* The task:
Every line below that holds "tests" must be copied.

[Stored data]
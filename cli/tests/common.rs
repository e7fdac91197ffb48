//! # EyeQA CLI Integration Test Common Helpers
//!
//! File: cli/tests/common.rs
//! Author: Christi Mahu
//!
//! ## Overview
//!
//! Shared helpers for the integration tests in `cli/tests/`. Every test runs
//! the real `eyeqa` binary inside a `Sandbox`: a temporary directory used as
//! working directory, home and XDG config/data location, so user
//! configuration and chat history on the machine running the tests are never
//! read or touched.
//!

// Different test files use different helpers.
#![allow(dead_code)]

pub use assert_cmd::Command;
use std::fs;
use std::path::PathBuf;
use tempfile::TempDir;

/// # Get EyeQA Command (`eyeqa_cmd`)
///
/// `assert_cmd::Command` for the compiled `eyeqa` binary.
///
/// ## Panics
/// Panics if the `eyeqa` binary cannot be found via `Command::cargo_bin`.
pub fn eyeqa_cmd() -> Command {
    Command::cargo_bin("eyeqa").expect("Failed to find eyeqa binary for testing")
}

/// An isolated environment for one test.
pub struct Sandbox {
    pub dir: TempDir,
}

impl Sandbox {
    pub fn new() -> Self {
        Self {
            dir: TempDir::new().expect("Failed to create sandbox directory"),
        }
    }

    pub fn path(&self, name: &str) -> PathBuf {
        self.dir.path().join(name)
    }

    /// Writes `content` to `name` inside the sandbox and returns its path.
    pub fn write(&self, name: &str, content: &str) -> PathBuf {
        let path = self.path(name);
        if let Some(parent) = path.parent() {
            fs::create_dir_all(parent).expect("Failed to create parent directory");
        }
        fs::write(&path, content).expect("Failed to write sandbox file");
        path
    }

    /// `eyeqa` command confined to the sandbox.
    pub fn cmd(&self) -> Command {
        let root = self.dir.path();
        let mut cmd = eyeqa_cmd();
        cmd.current_dir(root)
            .env("HOME", root)
            .env("XDG_CONFIG_HOME", root.join(".config"))
            .env("XDG_DATA_HOME", root.join(".local/share"))
            .env_remove("RUST_LOG");
        cmd
    }
}

/// A small knowledge base in the TOML format.
pub const SMALL_KNOWLEDGE_BASE: &str = r#"
[[entry]]
question = "Is the clinic open on weekends?"
category = "general"
answer = "Yes, on Saturdays."

[[entry]]
question = "how do donors register"
category = "donor"
answer = "Online or at the DMV."
"#;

* Completed exercise:
filename cli/tests/common.rs
//! File: cli/tests/common.rs
//! Shared helpers for the integration tests in `cli/tests/`. Every test runs
//! configuration and chat history on the machine running the tests are never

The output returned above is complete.